In its ambitious and elaborate fantasy, “The Atlas of Another America” is the latest in a long chain of suburban visions that date back to Ebenezer Howard’s Garden City. Of these precedents, it is most indebted to Frank Lloyd Wright’s Broadacre City. Using the same Jeffersonian grid, Wright’s vision, first proposed in 1932, imagined an array of program types scattered among agricultural fields. The concept, though dotted with towers or apartment blocks, explodes the density of early 20th-century American cities into a spread-out civilization called Usonia, a democratic model that prefaced but was largely ignored by the forthcoming postwar sprawl. Self-reliance was rooted in independent food production, but residents would rely on the automobile for transit, like in Krumwiede’s scheme.
After a couple of false starts, Wright realized his first Usonian structure with the Jacobs House in 1936. The small residence, made of solid 2-by-4 construction, was originally specified to be left untreated; if it had been, it might only have lasted for one familial generation before collapsing into the fertile earth, an aspect addressed by Michael Cadwell in his collection of essays, “Strange Details.” Here “the life of the house [is] mated with the life of the family,” and, as such, only the land remains when master and manor are wiped away.
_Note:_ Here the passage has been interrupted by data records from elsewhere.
//! Phrase catalog and random selection.
//!
//! A [`PhraseSource`] is built once per session from a non-empty catalog and
//! hands out entries uniformly at random, with replacement. The catalog
//! content is flavor text: entries may repeat and may hold any UTF-8.

use std::path::Path;

use rand::rngs::StdRng;
use rand::{Rng, SeedableRng};
use tracing::{debug, warn};

use crate::error::CatalogError;

/// Origin label used in errors and logs for the compiled-in catalog.
pub const BUILTIN_ORIGIN: &str = "built-in";

/// Phrases shipped with the game.
pub const BUILTIN_PHRASES: &[&str] = &[
    // Everyday phrases
    "El perro corre rápido",
    "Hoy hace mucho calor en Cali",
    "Me gusta el chocolate con pan",
    "Estudiar en la noche es complicado",
    "La lluvia cae fuerte en septiembre",
    "El café colombiano es el mejor",
    "Las estrellas brillan en el cielo nocturno",
    "No estaba muerto andaba de parranda",
    "Me dio pereza levantarme de la cama",
    "Se armó la gorda en la fiesta",
    "Me salió más caro el caldo que los huevos",
    // Proverbs
    "Más vale tarde que nunca",
    "Camarón que se duerme se lo lleva la corriente",
    "El que madruga Dios lo ayuda",
    "A caballo regalado no se le mira el diente",
    "Al mal tiempo buena cara",
    "Ojos que no ven corazón que no siente",
    "Cría cuervos y te sacarán los ojos",
    // Pop culture
    "Que la fuerza te acompañe",
    "No me quiero ir señor Stark",
    "Hakuna Matata",
    "Hasta el infinito y más allá",
    "Winter is coming",
    "May the Force be with you",
    "I'll be back",
    "I am inevitable",
    "Wubba Lubba Dub Dub!",
    "Bazinga!",
    "All your base are belong to us",
    "Praise the Sun \\[T]/",
    "It's dangerous to go alone!",
    "Fus Ro Dah!",
    "¡Hadouken!",
    "Among Us sus",
    "Doge: wow, much code, very fast",
    "One does not simply walk into Mordor",
    "Shrek es amor, Shrek es vida.",
    // Tongue twisters and pangrams
    "Tres tristes tigres tragaban trigo en un trigal",
    "El veloz murciélago hindú comía feliz cardillo y kiwi",
    "La cigüeña tocaba el saxofón detrás del palenque de paja",
    "Quiere la boca exhausta vid, kiwi, piña y fugaz jamón",
    "Pablito clavó un clavito en la calva de un calvito",
    "Sphinx of black quartz, judge my vow",
    "The quick brown fox jumps over the lazy dog",
    // Long descriptive sentences
    "En una pequeña aldea todos se conocían y compartían historias",
    "La biblioteca estaba llena de libros antiguos y aroma a papel viejo",
    "El trayecto hacia la cumbre fue duro pero la vista valió la pena",
    "Caminó bajo la lluvia sin prisa, pensando en el futuro incierto",
];

/// Fixed phrase catalog with its own random number generator.
pub struct PhraseSource {
    phrases: Vec<String>,
    rng: StdRng,
}

impl PhraseSource {
    /// Loads the catalog at `catalog`, or the built-in one when `None`.
    ///
    /// With a `seed`, selections are reproducible; otherwise the generator
    /// is seeded from the operating system.
    ///
    /// # Errors
    ///
    /// Returns [`CatalogError::MissingFile`] or [`CatalogError::ParseError`]
    /// if the file cannot be used, and the errors of [`new`](Self::new) for
    /// its content.
    pub fn load(catalog: Option<&Path>, seed: Option<u64>) -> Result<Self, CatalogError> {
        match catalog {
            Some(path) => {
                let origin = path.display().to_string();
                debug!(catalog = %origin, "loading phrase catalog");
                Self::new(read_catalog(path)?, &origin, seed)
            }
            None => Self::new(builtin_phrases(), BUILTIN_ORIGIN, seed),
        }
    }

    /// Creates a source over `phrases`.
    ///
    /// # Errors
    ///
    /// Returns [`CatalogError::Empty`] if `phrases` is empty and
    /// [`CatalogError::BlankEntry`] if any entry is empty or whitespace
    /// only, since no answer could ever match it.
    pub fn new(
        phrases: Vec<String>,
        origin: &str,
        seed: Option<u64>,
    ) -> Result<Self, CatalogError> {
        if phrases.is_empty() {
            return Err(CatalogError::Empty {
                origin: origin.to_string(),
            });
        }
        if let Some(index) = phrases.iter().position(|p| p.trim().is_empty()) {
            return Err(CatalogError::BlankEntry {
                origin: origin.to_string(),
                index,
            });
        }

        for (index, phrase) in phrases.iter().enumerate() {
            if phrase.trim() != phrase {
                warn!(
                    origin,
                    index,
                    phrase = %phrase,
                    "phrase has surrounding whitespace and can never be matched"
                );
            }
        }

        let rng = seed.map_or_else(StdRng::from_os_rng, StdRng::seed_from_u64);
        debug!(origin, count = phrases.len(), seeded = seed.is_some(), "phrase catalog ready");
        Ok(Self { phrases, rng })
    }

    /// Returns one phrase chosen uniformly at random.
    ///
    /// Consecutive calls are independent and may repeat.
    pub fn random_phrase(&mut self) -> &str {
        let index = self.rng.random_range(0..self.phrases.len());
        &self.phrases[index]
    }

    /// Every phrase in catalog order.
    #[must_use]
    pub fn phrases(&self) -> &[String] {
        &self.phrases
    }

    /// Number of phrases in the catalog. Never zero.
    #[must_use]
    pub fn len(&self) -> usize {
        self.phrases.len()
    }

    /// Always `false`; empty catalogs are rejected at construction.
    #[must_use]
    pub fn is_empty(&self) -> bool {
        self.phrases.is_empty()
    }
}

impl std::fmt::Debug for PhraseSource {
    fn fmt(&self, f: &mut std::fmt::Formatter<'_>) -> std::fmt::Result {
        f.debug_struct("PhraseSource")
            .field("len", &self.phrases.len())
            .finish_non_exhaustive()
    }
}

/// The compiled-in catalog as owned strings.
#[must_use]
fn builtin_phrases() -> Vec<String> {
    BUILTIN_PHRASES.iter().map(|&s| s.to_string()).collect()
}

/// Parses a catalog document without building a source.
///
/// # Errors
///
/// Returns [`CatalogError::ParseError`] on malformed input.
fn parse_catalog(yaml: &str, origin: &str) -> Result<Vec<String>, CatalogError> {
    // An empty document deserializes as unit, not as an empty list.
    if yaml.trim().is_empty() {
        return Ok(Vec::new());
    }
    serde_yaml::from_str(yaml).map_err(|e| CatalogError::ParseError {
        origin: origin.to_string(),
        message: e.to_string(),
    })
}

/// Reads and parses a catalog file.
///
/// # Errors
///
/// Returns [`CatalogError::MissingFile`] if the file does not exist and
/// [`CatalogError::ParseError`] if it cannot be read or parsed.
fn read_catalog(path: &Path) -> Result<Vec<String>, CatalogError> {
    if !path.exists() {
        return Err(CatalogError::MissingFile {
            path: path.to_path_buf(),
        });
    }
    let origin = path.display().to_string();
    let raw = std::fs::read_to_string(path).map_err(|e| CatalogError::ParseError {
        origin: origin.clone(),
        message: e.to_string(),
    })?;
    parse_catalog(&raw, &origin)
}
Krumwiede picks this idea up in his proposal with an explanation of crop rotation. He writes that Freedomland estates would be demolished and rebuilt every 20 years, migrating radially around the four quadrants of the gridded cells. The life of the home, in its redundant wood frame construction, matches the life of the soil, though today’s industrial assemblies, with their plastics, foams, glues, and sealants, will remain in landfills for centuries. Still, it’s a nice thought. If Freedomland was founded with Wright’s Usonian vision 80 years ago, then last year would mark the arrival of estate construction — back at the site where the cycle started. Excavators would dig for new foundations, only to uncover old slabs beneath the tired topsoil, the ruins of a now-historic alt-suburbia. The homecoming might feel distinctly weird and totally patriotic at the same time, much like the sentiments stirred up by this excellent “Atlas of Another America.”
Jack Murphy, Assoc. AIA, is a regular contributor to Texas Architect and a master of architecture candidate at Rice University.